On board. Bars on the outlying islands. After they left Dongji Island, I felt lost, so I went to see a disabled performance and then went to his place to find him. "Ah, a well-read person like you also has that intense loneliness and loneliness?"

"Lonely," I said, "maybe you won't believe it." ”

"You had so many friends. Go around and play everywhere. ”

My eyes were empty. The flesh will be dried.

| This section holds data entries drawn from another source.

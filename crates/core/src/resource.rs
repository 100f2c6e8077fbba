//! Typed wire resources and their bridge to raw FHIR JSON

use serde::{Serialize, de::DeserializeOwned};
use serde_json::Value as JsonValue;

use crate::error::MappingError;

/// A FHIR resource kind with a fixed `resourceType` tag
pub trait FhirResource: Serialize + DeserializeOwned {
    const RESOURCE_TYPE: &'static str;

    /// Server-assigned id, absent on resources that were never stored
    fn id(&self) -> Option<&str>;
}

/// Decode raw JSON into a typed wire resource, checking `resourceType`.
///
/// A missing `resourceType` is accepted; a different one is an error.
pub fn from_json<R: FhirResource>(value: JsonValue) -> Result<R, MappingError> {
    if let Some(found) = value.get("resourceType").and_then(|v| v.as_str()) {
        if found != R::RESOURCE_TYPE {
            return Err(MappingError::UnexpectedResourceType {
                expected: R::RESOURCE_TYPE,
                found: found.to_string(),
            });
        }
    }

    serde_json::from_value(value).map_err(|source| MappingError::Decode {
        resource_type: R::RESOURCE_TYPE,
        source,
    })
}

/// Encode a typed wire resource as JSON with its `resourceType` tag first
pub fn to_json<R: FhirResource>(resource: &R) -> Result<JsonValue, MappingError> {
    let value = serde_json::to_value(resource).map_err(|source| MappingError::Decode {
        resource_type: R::RESOURCE_TYPE,
        source,
    })?;

    let mut tagged = serde_json::Map::new();
    tagged.insert(
        "resourceType".to_string(),
        JsonValue::String(R::RESOURCE_TYPE.to_string()),
    );
    if let JsonValue::Object(fields) = value {
        tagged.extend(fields);
    }

    Ok(JsonValue::Object(tagged))
}

/// Implements [`FhirResource`] for a wire struct with an `id: Option<String>` field
macro_rules! fhir_resource {
    ($ty:ty, $name:literal) => {
        impl $crate::resource::FhirResource for $ty {
            const RESOURCE_TYPE: &'static str = $name;

            fn id(&self) -> Option<&str> {
                self.id.as_deref()
            }
        }
    };
}

pub(crate) use fhir_resource;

At that time, I thought that perhaps from ancient times to the present, the black turret has long existed (referring to a kind of existence itself), and it has existed like this for a long time. For the students, there is no substitute for this scene. I smelled the flowers of a summer night again. With a bit of a rotten smell. On the side of the road, the caravan nest fern and the crowd emit a strong fragrance, mixed with the wet smell of mud and rotting small animals and insects. A smell of gunpowder. In the moment of death, the breath of the heart stopping for a moment. There is a strange smell that makes people sick and vomit. It stinks. It is the smell of sulfur emanating from the former dead. Intense madness. (I didn't understand where it came from?) Then I learned of a large patch of flowers associated with rotting corpses. Later, on Stable Street, I heard that stinky grass generally grew around the execution ground.

"Actually, the smell left a deep impression on me."

"I'm just like someone who stumbled into a border."

"It's not just a matter of feeling content, but it's really unclear, and there is some helplessness." Refers to that emotion. ”

"It's exactly the same as when I first landed, exactly the same."

"But everyone thinks I have a strange temper."

I believeD I was very easy-going, but I didn't have to explain it to anyone. "Sometimes I feel that oxygen is very thin. The air pressure is too low. ”

Although things like this are not common.